__Work to complete__
Give back an exact copy of the lines in the records below, from the line that has "statement becomes its" through the line that has "prevent overwhelming output", and nothing besides.

__Dataset extract__
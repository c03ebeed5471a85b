//! Driver configuration.

use hrw_diagnostic::DiagnosticConfig;
use hrw_ir::Section;
use hrw_symbols::ResolverConfig;

/// How failures are surfaced.
#[derive(Copy, Clone, Debug, Default, Eq, PartialEq, Hash)]
pub enum Mode {
    /// Stop at the first failure and return it.
    #[default]
    Batch,
    /// Turn every failure into a diagnostic and keep going.
    Interactive,
}

#[derive(Clone, Debug, Eq, PartialEq)]
pub struct CompileOptions {
    pub mode: Mode,
    pub resolver: ResolverConfig,
    pub diagnostics: DiagnosticConfig,
    /// Section assumed for decompiled rules that appear before any hook
    /// condition. The header-rewrite engine's global default.
    pub default_section: Section,
}

impl Default for CompileOptions {
    fn default() -> Self {
        CompileOptions {
            mode: Mode::Batch,
            resolver: ResolverConfig::default(),
            diagnostics: DiagnosticConfig::default(),
            default_section: Section::ReadResponse,
        }
    }
}

impl CompileOptions {
    /// Interactive options, as used by the language server.
    pub fn interactive() -> Self {
        CompileOptions {
            mode: Mode::Interactive,
            ..CompileOptions::default()
        }
    }

    #[must_use]
    pub fn with_mode(mut self, mode: Mode) -> Self {
        self.mode = mode;
        self
    }

    #[must_use]
    pub fn with_default_section(mut self, section: Section) -> Self {
        self.default_section = section;
        self
    }
}
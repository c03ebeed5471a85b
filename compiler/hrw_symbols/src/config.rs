//! Resolver configuration.

/// Lookup cache entries kept per symbol kind unless configured otherwise.
pub const DEFAULT_CACHE_CAPACITY: usize = 256;

/// Per-resolver settings.
#[derive(Clone, Copy, Debug, Eq, PartialEq)]
pub struct ResolverConfig {
    /// Maximum cached lookups per symbol kind. Zero disables caching.
    pub cache_capacity: usize,
    /// Emit a trace event for every lookup. Never changes results.
    pub debug: bool,
}

impl Default for ResolverConfig {
    fn default() -> Self {
        ResolverConfig {
            cache_capacity: DEFAULT_CACHE_CAPACITY,
            debug: false,
        }
    }
}

impl ResolverConfig {
    #[must_use]
    pub fn with_cache_capacity(mut self, capacity: usize) -> Self {
        self.cache_capacity = capacity;
        self
    }

    #[must_use]
    pub fn with_debug(mut self, debug: bool) -> Self {
        self.debug = debug;
        self
    }
}
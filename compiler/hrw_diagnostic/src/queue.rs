//! Diagnostic queue for collecting, deduplicating, and sorting diagnostics.
//!
//! Used in interactive checking, where every failed statement becomes its
//! own diagnostic and unrelated statements keep being checked.
//!
//! Features:
//! - Error limits to prevent overwhelming output
//! - Deduplication of identical reports at the same position
//! - Position-sorted flush

use hrw_ir::Span;

use crate::Diagnostic;

/// Configuration for diagnostic processing.
#[derive(Clone, Debug, Eq, PartialEq, Hash)]
pub struct DiagnosticConfig {
    /// Maximum number of errors kept (0 = unlimited).
    pub error_limit: usize,
    /// Drop a diagnostic identical to one already queued at the same span.
    pub deduplicate: bool,
}

impl Default for DiagnosticConfig {
    fn default() -> Self {
        DiagnosticConfig {
            error_limit: 100,
            deduplicate: true,
        }
    }
}

impl DiagnosticConfig {
    /// Create a config with no limits (for testing).
    pub fn unlimited() -> Self {
        DiagnosticConfig {
            error_limit: 0,
            deduplicate: false,
        }
    }
}

/// Queue for collecting, deduplicating, and sorting diagnostics.
///
/// # Example
///
/// ```text
/// let mut queue = DiagnosticQueue::new();
/// queue.add(err.to_diagnostic(span));
/// // ... add more diagnostics
/// let sorted = queue.flush();
/// ```
#[derive(Clone, Debug, Eq, PartialEq, Hash, Default)]
pub struct DiagnosticQueue {
    diagnostics: Vec<Diagnostic>,
    config: DiagnosticConfig,
}

impl DiagnosticQueue {
    /// Create a new diagnostic queue with default configuration.
    pub fn new() -> Self {
        Self::default()
    }

    /// Create a diagnostic queue with custom configuration.
    pub fn with_config(config: DiagnosticConfig) -> Self {
        DiagnosticQueue {
            diagnostics: Vec::new(),
            config,
        }
    }

    /// Add a diagnostic.
    ///
    /// Returns `true` if the diagnostic was added, `false` if it was filtered.
    pub fn add(&mut self, diag: Diagnostic) -> bool {
        if self.limit_reached() {
            return false;
        }

        if self.config.deduplicate && self.is_duplicate(&diag) {
            return false;
        }

        self.diagnostics.push(diag);
        true
    }

    /// Check if the error limit has been reached.
    pub fn limit_reached(&self) -> bool {
        self.config.error_limit > 0 && self.diagnostics.len() >= self.config.error_limit
    }

    pub fn len(&self) -> usize {
        self.diagnostics.len()
    }

    pub fn is_empty(&self) -> bool {
        self.diagnostics.is_empty()
    }

    /// Sort diagnostics by position and return them.
    ///
    /// Clears the queue after flushing. Diagnostics without a span sort first;
    /// the sort is stable, so equal positions keep insertion order.
    pub fn flush(&mut self) -> Vec<Diagnostic> {
        let already_sorted = self
            .diagnostics
            .windows(2)
            .all(|w| Self::position(&w[0]) <= Self::position(&w[1]));

        if !already_sorted {
            self.diagnostics.sort_by_key(Self::position);
        }

        std::mem::take(&mut self.diagnostics)
    }

    /// Get diagnostics without clearing the queue.
    pub fn peek(&self) -> impl Iterator<Item = &Diagnostic> {
        self.diagnostics.iter()
    }

    fn position(diag: &Diagnostic) -> Option<Span> {
        diag.primary_span()
    }

    fn is_duplicate(&self, diag: &Diagnostic) -> bool {
        let span = diag.primary_span();
        self.diagnostics
            .iter()
            .rev()
            .any(|d| d.code == diag.code && d.primary_span() == span && d.message == diag.message)
    }
}
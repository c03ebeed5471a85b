//! State variables declared in the `VARS` section.
//!
//! A declaration binds a name to the next free numbered state slot of its
//! type. Conditions read the slot (`%{STATE-FLAG:3}`); assignments write it
//! (`set-state-flag 3 true`).

use std::fmt;

use hrw_diagnostic::SymbolResolutionError;
use hrw_ir::vocab;
use rustc_hash::FxHashMap;

use crate::params::ValueCheck;
use crate::Result;

/// Declared type of a state variable.
#[derive(Copy, Clone, Eq, PartialEq, Hash, Debug)]
pub enum VarType {
    Bool,
    Int8,
    Int16,
}

impl VarType {
    pub const ALL: [VarType; 3] = [VarType::Bool, VarType::Int8, VarType::Int16];

    /// Parse a type keyword (`bool`, `boolean`, `int8`, `int16`).
    pub fn from_keyword(keyword: &str) -> Option<VarType> {
        match keyword.to_ascii_lowercase().as_str() {
            "bool" | "boolean" => Some(VarType::Bool),
            "int8" => Some(VarType::Int8),
            "int16" => Some(VarType::Int16),
            _ => None,
        }
    }

    pub const fn keyword(self) -> &'static str {
        match self {
            VarType::Bool => "bool",
            VarType::Int8 => "int8",
            VarType::Int16 => "int16",
        }
    }

    /// Number of slots available for this type.
    pub const fn slots(self) -> u8 {
        match self {
            VarType::Bool => 16,
            VarType::Int8 => 4,
            VarType::Int16 => 1,
        }
    }

    /// Condition tag, as in `%{STATE-FLAG:0}`.
    pub const fn state_tag(self) -> &'static str {
        match self {
            VarType::Bool => "STATE-FLAG",
            VarType::Int8 => "STATE-INT8",
            VarType::Int16 => "STATE-INT16",
        }
    }

    /// Operator writing a slot of this type.
    pub const fn set_command(self) -> &'static str {
        match self {
            VarType::Bool => "set-state-flag",
            VarType::Int8 => "set-state-int8",
            VarType::Int16 => "set-state-int16",
        }
    }

    pub fn from_state_tag(tag: &str) -> Option<VarType> {
        VarType::ALL.into_iter().find(|ty| ty.state_tag() == tag)
    }

    pub fn from_set_command(cmd: &str) -> Option<VarType> {
        VarType::ALL.into_iter().find(|ty| ty.set_command() == cmd)
    }

    const fn value_check(self) -> ValueCheck {
        match self {
            VarType::Bool => ValueCheck::Bool,
            VarType::Int8 => ValueCheck::Int { min: 0, max: 255 },
            VarType::Int16 => ValueCheck::Int { min: 0, max: 65535 },
        }
    }

    const fn index(self) -> usize {
        match self {
            VarType::Bool => 0,
            VarType::Int8 => 1,
            VarType::Int16 => 2,
        }
    }
}

impl fmt::Display for VarType {
    fn fmt(&self, f: &mut fmt::Formatter<'_>) -> fmt::Result {
        f.write_str(self.keyword())
    }
}

/// A declared variable bound to a state slot.
#[derive(Clone, Debug, Eq, PartialEq, Hash)]
pub struct Variable {
    pub name: String,
    pub ty: VarType,
    pub slot: u8,
}

impl Variable {
    /// `%{STATE-FLAG:3}`.
    pub fn condition_target(&self) -> String {
        format!("%{{{}:{}}}", self.ty.state_tag(), self.slot)
    }

    /// `set-state-flag 3 true`, after checking `value` against the type.
    pub fn assign(&self, value: &str) -> Result<String> {
        let value = value.trim();
        self.ty
            .value_check()
            .validate(value)
            .map_err(|reason| SymbolResolutionError::invalid_argument(self.name.clone(), reason))?;
        Ok(format!(
            "{} {} {}",
            self.ty.set_command(),
            self.slot,
            crate::params::unquote(value)
        ))
    }

    /// Whether a bare use of the variable is a truth test.
    pub fn is_negatable(&self) -> bool {
        self.ty == VarType::Bool
    }

    /// `name: type;` as written in a `VARS` section.
    pub fn declaration(&self) -> String {
        format!("{}: {};", self.name, self.ty)
    }
}

/// Variables of one resolver, in declaration order.
#[derive(Clone, Debug, Default)]
pub struct Variables {
    by_name: FxHashMap<String, usize>,
    by_slot: FxHashMap<(VarType, u8), usize>,
    declared: Vec<Variable>,
    next: [u8; 3],
}

impl Variables {
    pub fn new() -> Self {
        Self::default()
    }

    /// Bind `name` to the next free slot of `ty`.
    pub fn declare(&mut self, name: &str, ty: VarType) -> Result<&Variable> {
        let invalid = |reason: String| SymbolResolutionError::InvalidVariable {
            name: name.to_owned(),
            reason,
        };

        if !is_identifier(name) {
            return Err(invalid("names must be identifiers".to_owned()));
        }
        if vocab::KEYWORDS.contains(&name) {
            return Err(invalid(format!("'{name}' is a keyword")));
        }
        if self.by_name.contains_key(name) {
            return Err(invalid("already declared".to_owned()));
        }

        let mut slot = self.next[ty.index()];
        while self.by_slot.contains_key(&(ty, slot)) {
            slot += 1;
        }
        if slot >= ty.slots() {
            return Err(invalid(format!(
                "all {} {} slots are in use",
                ty.slots(),
                ty.keyword()
            )));
        }
        self.next[ty.index()] = slot + 1;
        Ok(self.bind(name.to_owned(), ty, slot))
    }

    /// The variable bound to `slot`, declaring `{type}_{slot}` if none is.
    ///
    /// Used when decompiling, where slots appear without declarations.
    pub fn for_slot(&mut self, ty: VarType, slot: u8) -> Result<&Variable> {
        if slot >= ty.slots() {
            return Err(SymbolResolutionError::InvalidVariable {
                name: format!("{}:{slot}", ty.state_tag()),
                reason: format!("{} has only {} slots", ty.keyword(), ty.slots()),
            });
        }
        let index = match self.by_slot.get(&(ty, slot)) {
            Some(&index) => index,
            None => {
                let mut name = format!("{}_{slot}", ty.keyword());
                while self.by_name.contains_key(&name) {
                    name.push('_');
                }
                self.bind(name, ty, slot);
                self.declared.len() - 1
            }
        };
        Ok(&self.declared[index])
    }

    fn bind(&mut self, name: String, ty: VarType, slot: u8) -> &Variable {
        let index = self.declared.len();
        self.by_name.insert(name.clone(), index);
        self.by_slot.insert((ty, slot), index);
        self.declared.push(Variable { name, ty, slot });
        &self.declared[index]
    }

    pub fn get(&self, name: &str) -> Option<&Variable> {
        self.by_name.get(name).map(|&index| &self.declared[index])
    }

    pub fn iter(&self) -> impl Iterator<Item = &Variable> {
        self.declared.iter()
    }

    pub fn len(&self) -> usize {
        self.declared.len()
    }

    pub fn is_empty(&self) -> bool {
        self.declared.is_empty()
    }

    pub fn clear(&mut self) {
        *self = Variables::default();
    }
}

fn is_identifier(name: &str) -> bool {
    let mut chars = name.chars();
    chars
        .next()
        .is_some_and(|c| c.is_ascii_alphabetic() || c == '_')
        && chars.all(|c| c.is_ascii_alphanumeric() || c == '_')
}

#[cfg(test)]
mod tests;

__Solved problem__
//! Used in interactive checking, where every failed statement becomes its
//! own diagnostic and unrelated statements keep being checked.
//!
//! Features:
//! - Error limits to prevent overwhelming output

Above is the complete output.